- _TASK PROMPT_: Only the lines below starting at the one that contains "assert_eq!(deserialized, id);" and ending at the one that contains "for index in" are to be reproduced, exactly and with both ends kept.

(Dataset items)
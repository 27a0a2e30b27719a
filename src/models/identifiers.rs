use serde::{Deserialize, Serialize};
use std::fmt;
use std::str::FromStr;

/// Identifier of a catalog item.
///
/// Ids are assigned in load order as decimal strings (`"0"`, `"1"`, ...), but
/// callers treat them as opaque strings.
#[derive(Clone, Debug, PartialEq, Eq, Hash, PartialOrd, Ord, Serialize, Deserialize)]
pub struct ItemId(String);

impl ItemId {
    pub fn new(id: impl Into<String>) -> Self {
        Self(id.into())
    }

    /// Id for the item at `position` in load order
    pub fn from_position(position: usize) -> Self {
        Self(position.to_string())
    }

    pub fn as_str(&self) -> &str {
        &self.0
    }
}

impl fmt::Display for ItemId {
    fn fmt(&self, f: &mut fmt::Formatter<'_>) -> fmt::Result {
        write!(f, "{}", self.0)
    }
}

impl From<String> for ItemId {
    fn from(s: String) -> Self {
        Self(s)
    }
}

impl From<&str> for ItemId {
    fn from(s: &str) -> Self {
        Self(s.to_string())
    }
}

impl AsRef<str> for ItemId {
    fn as_ref(&self) -> &str {
        &self.0
    }
}

impl FromStr for ItemId {
    type Err = std::convert::Infallible;

    fn from_str(s: &str) -> Result<Self, Self::Err> {
        Ok(Self(s.to_string()))
    }
}

#[cfg(test)]
mod tests {
    use super::*;
    use std::collections::HashSet;

    #[test]
    fn test_creation_and_conversion() {
        let id = ItemId::new("42");
        assert_eq!(id.as_str(), "42");
        assert_eq!(id.to_string(), "42");
        assert_eq!(ItemId::from("42".to_string()), id);
        assert_eq!("42".parse::<ItemId>().unwrap(), id);
    }

    #[test]
    fn test_from_position() {
        assert_eq!(ItemId::from_position(0).as_str(), "0");
        assert_eq!(ItemId::from_position(17).as_str(), "17");
    }

    #[test]
    fn test_hashing() {
        let mut set = HashSet::new();
        set.insert(ItemId::new("1"));
        assert!(set.contains(&ItemId::from("1")));
        assert!(!set.contains(&ItemId::from("2")));
    }

    #[test]
    fn test_serialization() {
        let id = ItemId::new("3");
        let json = serde_json::to_string(&id).unwrap();
        assert_eq!(json, "\"3\"");

        let deserialized: ItemId = serde_json::from_str(&json).unwrap();
        assert_eq!(deserialized, id);
    }
}
use tracing::debug;
use url::Url;

use super::errors::CatalogError;
use super::feed::{Feed, FeedCategory, FeedVideo};
use super::urls;
use crate::models::{Catalog, Item};

/// Build a catalog from a decoded feed.
///
/// Videos without sources are dropped without consuming an id. Any other
/// problem aborts the whole build.
pub fn build_catalog(feed: &Feed, prefix: &Url) -> Result<Catalog, CatalogError> {
    let mut catalog = Catalog::new();
    debug!("Feed has {} categories", feed.categories.len());

    for category in &feed.categories {
        debug!(
            "Category '{}' lists {} videos",
            category.name,
            category.videos.len()
        );

        for index in 0..category.videos.len() {
            let Some(video) = category.video(index)? else {
                debug!(
                    "Skipping video {} in '{}': no sources",
                    index, category.name
                );
                continue;
            };

            let item = build_item(&catalog, category, &video, prefix)?;
            catalog.insert(item);
        }
    }

    Ok(catalog)
}

fn build_item(
    catalog: &Catalog,
    category: &FeedCategory,
    video: &FeedVideo,
    prefix: &Url,
) -> Result<Item, CatalogError> {
    let source = urls::decode_source_url(video.primary_source().unwrap_or_default());

    Ok(Item {
        id: catalog.next_id(),
        title: video.title.clone(),
        description: video.description.clone(),
        studio: video.studio.clone(),
        category: category.name.clone(),
        card_image_url: urls::image_url(prefix, &category.name, &video.title, &video.card)?,
        background_image_url: urls::image_url(
            prefix,
            &category.name,
            &video.title,
            &video.background,
        )?,
        video_url: urls::video_url(prefix, &category.name, &source)?,
    })
}
//! Export fit and sweep results.
//!
//! - per-point sweep errors to CSV (easy to consume in spreadsheets or
//!   downstream scripts)
//! - a single fit report to JSON (re-loadable for later plotting or
//!   comparisons)

use std::fs::File;
use std::io::Write;
use std::path::Path;

use serde::{Deserialize, Serialize};

use crate::domain::{Conditions, Geometry, PermeationFit, PropertyErrors};
use crate::error::AppError;
use crate::sweep::SweepResult;

/// A saved fit report (JSON).
#[derive(Debug, Clone, Serialize, Deserialize)]
pub struct FitReportFile {
    pub tool: String,
    pub geometry: Geometry,
    pub conditions: Conditions,
    pub reference: String,
    pub fit: PermeationFit,
    /// Derived, recorded for convenience; always `fit.permeability / fit.diffusivity`.
    pub solubility: f64,
    pub errors: PropertyErrors,
}

impl FitReportFile {
    pub fn new(
        geometry: Geometry,
        conditions: Conditions,
        reference: impl Into<String>,
        fit: PermeationFit,
        errors: PropertyErrors,
    ) -> Self {
        Self {
            tool: concat!("permfit v", env!("CARGO_PKG_VERSION")).to_string(),
            geometry,
            conditions,
            reference: reference.into(),
            fit,
            solubility: fit.solubility(),
            errors,
        }
    }
}

/// Write a fit report to JSON.
pub fn write_fit_json(path: &Path, report: &FitReportFile) -> Result<(), AppError> {
    let file = File::create(path).map_err(|e| {
        AppError::io(format!("Failed to create report '{}': {e}", path.display()))
    })?;
    serde_json::to_writer_pretty(file, report)
        .map_err(|e| AppError::io(format!("Failed to write report '{}': {e}", path.display())))
}

/// Read a fit report back from JSON.
pub fn read_fit_json(path: &Path) -> Result<FitReportFile, AppError> {
    let file = File::open(path).map_err(|e| {
        AppError::io(format!("Failed to open report '{}': {e}", path.display()))
    })?;
    serde_json::from_reader(file)
        .map_err(|e| AppError::io(format!("Failed to parse report '{}': {e}", path.display())))
}

/// Write a flux series using the simulation CSV schema, so generated series
/// round-trip through `io::ingest`.
pub fn write_flux_csv(
    path: &Path,
    series: &crate::domain::FluxSeries,
    time_column: &str,
    flux_column: &str,
) -> Result<(), AppError> {
    let mut file = File::create(path).map_err(|e| {
        AppError::io(format!("Failed to create flux CSV '{}': {e}", path.display()))
    })?;

    writeln!(file, "{time_column},{flux_column}")
        .map_err(|e| AppError::io(format!("Failed to write flux CSV header: {e}")))?;
    for s in series.samples() {
        writeln!(file, "{},{:e}", s.time_s, s.flux)
            .map_err(|e| AppError::io(format!("Failed to write flux CSV row: {e}")))?;
    }
    Ok(())
}

/// Write the per-point sweep errors to CSV, one row per grid cell.
///
/// Skipped cells keep their axis values with empty error fields, so the grid
/// shape survives a round trip through spreadsheets.
pub fn write_sweep_csv(path: &Path, result: &SweepResult) -> Result<(), AppError> {
    let mut file = File::create(path).map_err(|e| {
        AppError::io(format!("Failed to create sweep CSV '{}': {e}", path.display()))
    })?;

    writeln!(
        file,
        "thickness_mm,diameter_mm,diffusivity_error_pct,solubility_error_pct,permeability_error_pct"
    )
    .map_err(|e| AppError::io(format!("Failed to write sweep CSV header: {e}")))?;

    for (di, diameter_m) in result.grid.diameters_m.iter().enumerate() {
        for (ti, thickness_m) in result.grid.thicknesses_m.iter().enumerate() {
            let row = match &result.cells[di][ti] {
                Some(cell) => format!(
                    "{:.4},{:.4},{:.6},{:.6},{:.6}",
                    thickness_m * 1000.0,
                    diameter_m * 1000.0,
                    cell.errors.diffusivity_pct,
                    cell.errors.solubility_pct,
                    cell.errors.permeability_pct,
                ),
                None => format!(
                    "{:.4},{:.4},,,",
                    thickness_m * 1000.0,
                    diameter_m * 1000.0
                ),
            };
            writeln!(file, "{row}")
                .map_err(|e| AppError::io(format!("Failed to write sweep CSV row: {e}")))?;
        }
    }

    Ok(())
}

#[cfg(test)]
mod tests {
    use super::*;
    use crate::sweep::{SweepCell, SweepGrid};

    fn sample_report() -> FitReportFile {
        FitReportFile::new(
            Geometry {
                thickness_m: 0.005,
                p_up_pa: 1000.0,
            },
            Conditions { temperature_k: 800.0 },
            "FLiBe (Calderoni 2008)",
            PermeationFit {
                permeability: 1e-10,
                diffusivity: 5e-9,
                sse: 1e-24,
                rmse: 1e-13,
                iterations: 7,
            },
            PropertyErrors {
                diffusivity_pct: 1.5,
                solubility_pct: -2.0,
                permeability_pct: -0.5,
            },
        )
    }

    #[test]
    fn fit_json_round_trips() {
        let dir = tempfile::tempdir().unwrap();
        let path = dir.path().join("fit.json");
        let report = sample_report();
        write_fit_json(&path, &report).unwrap();
        let loaded = read_fit_json(&path).unwrap();
        assert_eq!(loaded.fit, report.fit);
        assert_eq!(loaded.solubility, report.fit.solubility());
        assert_eq!(loaded.errors, report.errors);
    }

    #[test]
    fn flux_csv_round_trips_through_ingest() {
        let dir = tempfile::tempdir().unwrap();
        let path = dir.path().join("synthetic.csv");

        let series =
            crate::domain::FluxSeries::from_pairs(&[0.0, 100.0, 200.0], &[0.0, 1.5e-7, 2.5e-7])
                .unwrap();
        write_flux_csv(&path, &series, "ts", "solute_flux_surface_3").unwrap();

        let loaded = crate::io::load_flux_csv(&path, &crate::io::IngestConfig::default()).unwrap();
        assert_eq!(loaded.series, series);
    }

    #[test]
    fn sweep_csv_includes_missing_cells() {
        let dir = tempfile::tempdir().unwrap();
        let path = dir.path().join("sweep.csv");

        let grid = SweepGrid {
            thicknesses_m: vec![0.002, 0.004],
            diameters_m: vec![0.02],
        };
        let cell = SweepCell {
            fit: sample_report().fit,
            errors: sample_report().errors,
        };
        let result = SweepResult {
            grid,
            cells: vec![vec![Some(cell), None]],
            failures: vec![],
        };

        write_sweep_csv(&path, &result).unwrap();
        let text = std::fs::read_to_string(&path).unwrap();
        let lines: Vec<&str> = text.lines().collect();
        assert_eq!(lines.len(), 3);
        assert!(lines[1].starts_with("2.0000,20.0000,"));
        assert_eq!(lines[2], "4.0000,20.0000,,,");
    }
}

- _SOLUTION FOR THIS TASK_:
        assert_eq!(deserialized, id);
    }
}
use tracing::debug;
use url::Url;

use super::errors::CatalogError;
use super::feed::{Feed, FeedCategory, FeedVideo};
use super::urls;
use crate::models::{Catalog, Item};

/// Build a catalog from a decoded feed.
///
/// Videos without sources are dropped without consuming an id. Any other
/// problem aborts the whole build.
pub fn build_catalog(feed: &Feed, prefix: &Url) -> Result<Catalog, CatalogError> {
    let mut catalog = Catalog::new();
    debug!("Feed has {} categories", feed.categories.len());

    for category in &feed.categories {
        debug!(
            "Category '{}' lists {} videos",
            category.name,
            category.videos.len()
        );

        for index in 0..category.videos.len() {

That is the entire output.